Where a line in the records below includes "DateTime", pull that line out.
Data START
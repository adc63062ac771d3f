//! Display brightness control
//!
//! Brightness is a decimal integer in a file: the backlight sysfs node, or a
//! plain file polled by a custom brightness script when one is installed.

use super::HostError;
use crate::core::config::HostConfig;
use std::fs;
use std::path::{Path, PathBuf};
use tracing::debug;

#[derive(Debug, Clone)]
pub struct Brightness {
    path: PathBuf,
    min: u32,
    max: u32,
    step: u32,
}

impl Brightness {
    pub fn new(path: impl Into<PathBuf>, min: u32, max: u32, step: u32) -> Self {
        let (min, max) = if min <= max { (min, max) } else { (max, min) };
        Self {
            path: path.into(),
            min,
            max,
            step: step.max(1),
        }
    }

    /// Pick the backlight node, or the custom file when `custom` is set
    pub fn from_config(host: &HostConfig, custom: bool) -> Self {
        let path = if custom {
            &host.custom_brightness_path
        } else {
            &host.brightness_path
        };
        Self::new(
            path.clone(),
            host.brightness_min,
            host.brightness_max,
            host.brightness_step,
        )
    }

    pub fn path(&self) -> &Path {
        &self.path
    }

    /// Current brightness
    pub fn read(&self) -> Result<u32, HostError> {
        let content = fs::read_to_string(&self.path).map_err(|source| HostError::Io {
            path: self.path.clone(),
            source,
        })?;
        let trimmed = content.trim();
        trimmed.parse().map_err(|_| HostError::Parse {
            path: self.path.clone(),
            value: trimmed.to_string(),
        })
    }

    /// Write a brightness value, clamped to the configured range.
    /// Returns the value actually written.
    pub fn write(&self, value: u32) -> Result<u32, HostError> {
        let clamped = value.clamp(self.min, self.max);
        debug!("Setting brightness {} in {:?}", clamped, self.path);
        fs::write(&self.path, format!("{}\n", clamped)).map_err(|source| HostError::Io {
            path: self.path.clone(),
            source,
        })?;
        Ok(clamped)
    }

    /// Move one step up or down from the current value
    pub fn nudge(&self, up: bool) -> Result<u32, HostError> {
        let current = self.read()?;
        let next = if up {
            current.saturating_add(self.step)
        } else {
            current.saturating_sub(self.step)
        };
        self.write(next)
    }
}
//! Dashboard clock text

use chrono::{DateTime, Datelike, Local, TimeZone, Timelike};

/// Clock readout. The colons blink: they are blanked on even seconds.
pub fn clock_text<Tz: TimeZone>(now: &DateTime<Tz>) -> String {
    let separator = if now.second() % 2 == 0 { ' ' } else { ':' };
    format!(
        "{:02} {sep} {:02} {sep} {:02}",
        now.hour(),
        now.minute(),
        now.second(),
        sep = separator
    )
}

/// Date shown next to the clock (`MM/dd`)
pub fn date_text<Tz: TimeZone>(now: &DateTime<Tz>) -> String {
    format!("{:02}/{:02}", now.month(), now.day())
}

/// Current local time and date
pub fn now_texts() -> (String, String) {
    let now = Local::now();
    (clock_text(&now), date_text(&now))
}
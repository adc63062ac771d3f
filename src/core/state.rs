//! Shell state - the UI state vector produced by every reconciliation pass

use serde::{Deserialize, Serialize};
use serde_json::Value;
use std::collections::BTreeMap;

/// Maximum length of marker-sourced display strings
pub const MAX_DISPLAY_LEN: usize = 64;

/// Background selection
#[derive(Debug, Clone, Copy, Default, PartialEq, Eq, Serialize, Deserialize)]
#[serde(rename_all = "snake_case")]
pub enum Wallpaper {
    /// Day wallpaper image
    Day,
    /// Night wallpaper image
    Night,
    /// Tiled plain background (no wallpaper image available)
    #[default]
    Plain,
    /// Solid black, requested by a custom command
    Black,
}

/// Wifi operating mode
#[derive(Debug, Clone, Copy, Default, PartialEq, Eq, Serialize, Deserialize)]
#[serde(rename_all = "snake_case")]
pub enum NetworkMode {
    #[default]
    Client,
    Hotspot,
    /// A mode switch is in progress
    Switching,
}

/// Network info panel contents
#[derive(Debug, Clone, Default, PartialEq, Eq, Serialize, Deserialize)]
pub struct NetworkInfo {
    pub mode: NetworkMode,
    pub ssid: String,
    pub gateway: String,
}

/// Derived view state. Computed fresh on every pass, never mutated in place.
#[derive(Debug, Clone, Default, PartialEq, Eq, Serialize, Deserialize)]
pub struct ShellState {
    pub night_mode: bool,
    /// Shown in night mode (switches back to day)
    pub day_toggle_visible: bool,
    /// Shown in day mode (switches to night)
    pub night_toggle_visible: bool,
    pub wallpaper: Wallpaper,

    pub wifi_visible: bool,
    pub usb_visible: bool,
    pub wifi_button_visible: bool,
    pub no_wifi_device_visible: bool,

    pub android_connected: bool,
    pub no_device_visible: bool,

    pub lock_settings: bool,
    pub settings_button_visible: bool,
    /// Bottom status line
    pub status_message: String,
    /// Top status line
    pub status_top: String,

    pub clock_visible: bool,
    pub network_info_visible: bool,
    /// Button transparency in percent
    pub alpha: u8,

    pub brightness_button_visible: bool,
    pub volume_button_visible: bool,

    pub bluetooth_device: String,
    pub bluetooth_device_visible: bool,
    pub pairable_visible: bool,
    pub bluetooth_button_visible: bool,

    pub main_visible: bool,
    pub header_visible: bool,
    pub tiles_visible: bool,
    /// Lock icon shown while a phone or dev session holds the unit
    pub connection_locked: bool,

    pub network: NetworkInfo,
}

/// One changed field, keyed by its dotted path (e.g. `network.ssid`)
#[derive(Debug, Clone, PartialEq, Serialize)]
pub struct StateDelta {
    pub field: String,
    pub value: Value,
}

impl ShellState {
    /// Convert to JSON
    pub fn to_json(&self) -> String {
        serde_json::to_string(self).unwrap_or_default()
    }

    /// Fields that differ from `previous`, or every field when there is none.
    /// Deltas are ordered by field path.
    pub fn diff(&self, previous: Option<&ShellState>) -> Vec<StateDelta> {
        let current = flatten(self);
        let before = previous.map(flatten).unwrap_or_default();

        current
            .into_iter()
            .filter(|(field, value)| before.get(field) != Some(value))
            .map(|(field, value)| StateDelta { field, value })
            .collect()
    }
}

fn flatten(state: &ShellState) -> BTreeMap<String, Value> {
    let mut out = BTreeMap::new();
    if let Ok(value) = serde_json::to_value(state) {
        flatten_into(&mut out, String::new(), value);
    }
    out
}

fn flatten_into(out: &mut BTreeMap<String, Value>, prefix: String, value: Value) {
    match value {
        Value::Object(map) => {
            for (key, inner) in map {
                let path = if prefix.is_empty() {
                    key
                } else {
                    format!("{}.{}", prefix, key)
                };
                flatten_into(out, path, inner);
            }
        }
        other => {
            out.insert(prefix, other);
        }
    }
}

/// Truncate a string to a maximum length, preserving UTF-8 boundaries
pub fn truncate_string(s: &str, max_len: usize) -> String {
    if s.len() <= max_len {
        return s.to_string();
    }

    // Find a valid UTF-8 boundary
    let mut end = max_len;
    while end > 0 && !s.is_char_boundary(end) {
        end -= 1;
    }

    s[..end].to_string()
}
Data END
Data START
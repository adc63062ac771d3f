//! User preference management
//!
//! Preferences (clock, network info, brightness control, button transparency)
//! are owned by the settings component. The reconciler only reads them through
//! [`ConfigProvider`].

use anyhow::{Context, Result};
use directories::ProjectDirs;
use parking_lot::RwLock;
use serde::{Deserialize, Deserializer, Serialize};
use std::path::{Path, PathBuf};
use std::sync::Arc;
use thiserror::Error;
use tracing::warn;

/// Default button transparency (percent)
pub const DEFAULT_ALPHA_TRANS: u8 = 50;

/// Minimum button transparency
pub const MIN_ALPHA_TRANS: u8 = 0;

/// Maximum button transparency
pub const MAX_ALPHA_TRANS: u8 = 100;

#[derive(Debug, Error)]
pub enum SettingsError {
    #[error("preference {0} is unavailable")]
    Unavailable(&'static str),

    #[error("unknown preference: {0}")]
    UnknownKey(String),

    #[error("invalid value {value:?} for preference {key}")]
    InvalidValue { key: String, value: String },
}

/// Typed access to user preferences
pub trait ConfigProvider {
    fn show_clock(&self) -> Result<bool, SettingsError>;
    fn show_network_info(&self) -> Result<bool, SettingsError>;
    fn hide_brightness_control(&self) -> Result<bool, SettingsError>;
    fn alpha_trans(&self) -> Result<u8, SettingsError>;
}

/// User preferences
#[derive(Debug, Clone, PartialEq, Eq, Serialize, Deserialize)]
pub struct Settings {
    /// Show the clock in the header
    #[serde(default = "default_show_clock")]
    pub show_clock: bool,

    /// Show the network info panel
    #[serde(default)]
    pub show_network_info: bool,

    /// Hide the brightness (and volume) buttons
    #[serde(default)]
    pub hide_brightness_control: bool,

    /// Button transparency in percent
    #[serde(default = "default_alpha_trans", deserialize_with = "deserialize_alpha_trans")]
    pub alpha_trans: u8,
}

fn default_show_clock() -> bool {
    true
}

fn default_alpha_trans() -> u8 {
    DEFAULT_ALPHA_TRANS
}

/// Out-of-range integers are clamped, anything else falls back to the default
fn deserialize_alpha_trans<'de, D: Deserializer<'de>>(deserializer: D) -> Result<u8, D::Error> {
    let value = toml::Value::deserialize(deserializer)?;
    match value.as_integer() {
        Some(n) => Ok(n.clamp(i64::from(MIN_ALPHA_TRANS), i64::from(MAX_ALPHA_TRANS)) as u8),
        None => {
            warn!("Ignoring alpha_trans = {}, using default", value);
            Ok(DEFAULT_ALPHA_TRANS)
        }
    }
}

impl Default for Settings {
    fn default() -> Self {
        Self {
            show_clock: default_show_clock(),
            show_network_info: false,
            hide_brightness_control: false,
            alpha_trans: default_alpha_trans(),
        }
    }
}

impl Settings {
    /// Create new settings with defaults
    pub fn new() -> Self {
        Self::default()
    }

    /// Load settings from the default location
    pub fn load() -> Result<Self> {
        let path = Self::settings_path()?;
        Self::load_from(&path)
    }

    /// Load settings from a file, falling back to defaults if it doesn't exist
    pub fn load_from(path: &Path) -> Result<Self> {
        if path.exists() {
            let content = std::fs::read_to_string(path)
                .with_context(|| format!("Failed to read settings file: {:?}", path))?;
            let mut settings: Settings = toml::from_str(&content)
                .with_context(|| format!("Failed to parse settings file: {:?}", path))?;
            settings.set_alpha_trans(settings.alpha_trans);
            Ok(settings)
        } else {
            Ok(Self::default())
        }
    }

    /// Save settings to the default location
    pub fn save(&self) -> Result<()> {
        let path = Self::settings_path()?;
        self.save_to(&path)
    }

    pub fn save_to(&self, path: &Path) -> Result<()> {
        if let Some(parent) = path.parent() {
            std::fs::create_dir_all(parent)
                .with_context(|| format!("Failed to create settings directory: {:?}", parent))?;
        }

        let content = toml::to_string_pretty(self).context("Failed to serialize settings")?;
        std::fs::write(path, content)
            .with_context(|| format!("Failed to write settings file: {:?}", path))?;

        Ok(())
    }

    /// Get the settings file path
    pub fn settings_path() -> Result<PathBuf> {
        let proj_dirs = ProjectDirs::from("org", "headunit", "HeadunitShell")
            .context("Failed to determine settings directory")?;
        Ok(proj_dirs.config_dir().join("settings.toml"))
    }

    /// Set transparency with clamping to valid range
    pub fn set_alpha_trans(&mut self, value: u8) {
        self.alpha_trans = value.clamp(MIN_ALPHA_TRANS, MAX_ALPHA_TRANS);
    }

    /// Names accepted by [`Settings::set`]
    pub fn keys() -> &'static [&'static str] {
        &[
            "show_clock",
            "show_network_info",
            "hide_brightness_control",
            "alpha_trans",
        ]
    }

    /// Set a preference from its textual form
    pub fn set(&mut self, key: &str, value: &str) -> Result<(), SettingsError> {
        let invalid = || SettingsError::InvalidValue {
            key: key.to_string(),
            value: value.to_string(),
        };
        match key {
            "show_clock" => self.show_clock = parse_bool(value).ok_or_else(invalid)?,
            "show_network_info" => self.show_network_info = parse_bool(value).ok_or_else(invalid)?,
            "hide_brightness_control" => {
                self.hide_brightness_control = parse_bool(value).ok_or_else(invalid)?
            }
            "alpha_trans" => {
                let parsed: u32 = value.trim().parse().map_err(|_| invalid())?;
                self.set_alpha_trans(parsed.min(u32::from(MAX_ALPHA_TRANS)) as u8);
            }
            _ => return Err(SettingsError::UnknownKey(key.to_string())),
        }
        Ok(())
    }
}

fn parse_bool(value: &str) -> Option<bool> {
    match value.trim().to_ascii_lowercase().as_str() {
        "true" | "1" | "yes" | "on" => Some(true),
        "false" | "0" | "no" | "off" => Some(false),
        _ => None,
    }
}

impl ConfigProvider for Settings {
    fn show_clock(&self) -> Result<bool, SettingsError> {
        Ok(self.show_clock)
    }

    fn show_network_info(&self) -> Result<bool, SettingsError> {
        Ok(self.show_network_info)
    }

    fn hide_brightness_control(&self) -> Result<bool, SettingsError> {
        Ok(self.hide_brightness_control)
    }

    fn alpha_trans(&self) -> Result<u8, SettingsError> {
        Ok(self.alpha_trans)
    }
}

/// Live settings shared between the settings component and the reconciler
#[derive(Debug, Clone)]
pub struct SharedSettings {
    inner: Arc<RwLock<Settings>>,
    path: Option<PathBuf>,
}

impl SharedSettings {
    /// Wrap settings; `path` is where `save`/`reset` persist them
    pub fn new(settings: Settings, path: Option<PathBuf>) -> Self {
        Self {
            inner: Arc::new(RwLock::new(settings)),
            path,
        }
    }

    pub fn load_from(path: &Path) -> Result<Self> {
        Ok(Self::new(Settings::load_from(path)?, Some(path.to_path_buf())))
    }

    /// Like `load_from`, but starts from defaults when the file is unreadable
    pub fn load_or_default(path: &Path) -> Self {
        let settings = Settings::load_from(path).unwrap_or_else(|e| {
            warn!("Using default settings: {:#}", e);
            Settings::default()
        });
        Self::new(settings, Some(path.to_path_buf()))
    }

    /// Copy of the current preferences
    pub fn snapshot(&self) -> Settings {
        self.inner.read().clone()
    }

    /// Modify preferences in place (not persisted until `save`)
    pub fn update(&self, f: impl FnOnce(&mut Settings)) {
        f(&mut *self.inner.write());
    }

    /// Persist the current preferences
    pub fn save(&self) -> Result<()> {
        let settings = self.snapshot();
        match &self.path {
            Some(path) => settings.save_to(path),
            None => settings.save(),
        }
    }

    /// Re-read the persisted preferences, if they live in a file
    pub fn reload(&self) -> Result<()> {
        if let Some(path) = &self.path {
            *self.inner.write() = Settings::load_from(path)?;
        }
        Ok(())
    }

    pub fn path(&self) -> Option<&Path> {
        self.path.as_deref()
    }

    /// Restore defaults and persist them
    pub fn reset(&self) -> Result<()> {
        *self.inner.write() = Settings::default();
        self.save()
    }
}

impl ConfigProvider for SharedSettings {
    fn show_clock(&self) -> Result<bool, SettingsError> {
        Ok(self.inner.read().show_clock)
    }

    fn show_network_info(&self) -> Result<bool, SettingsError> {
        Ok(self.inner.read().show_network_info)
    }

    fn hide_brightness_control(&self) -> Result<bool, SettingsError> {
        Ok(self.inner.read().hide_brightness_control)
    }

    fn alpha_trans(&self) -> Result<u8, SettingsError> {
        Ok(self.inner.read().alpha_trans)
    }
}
Data END
§ Result of this task
use chrono::{DateTime, Datelike, Local, TimeZone, Timelike};
pub fn clock_text<Tz: TimeZone>(now: &DateTime<Tz>) -> String {
pub fn date_text<Tz: TimeZone>(now: &DateTime<Tz>) -> String {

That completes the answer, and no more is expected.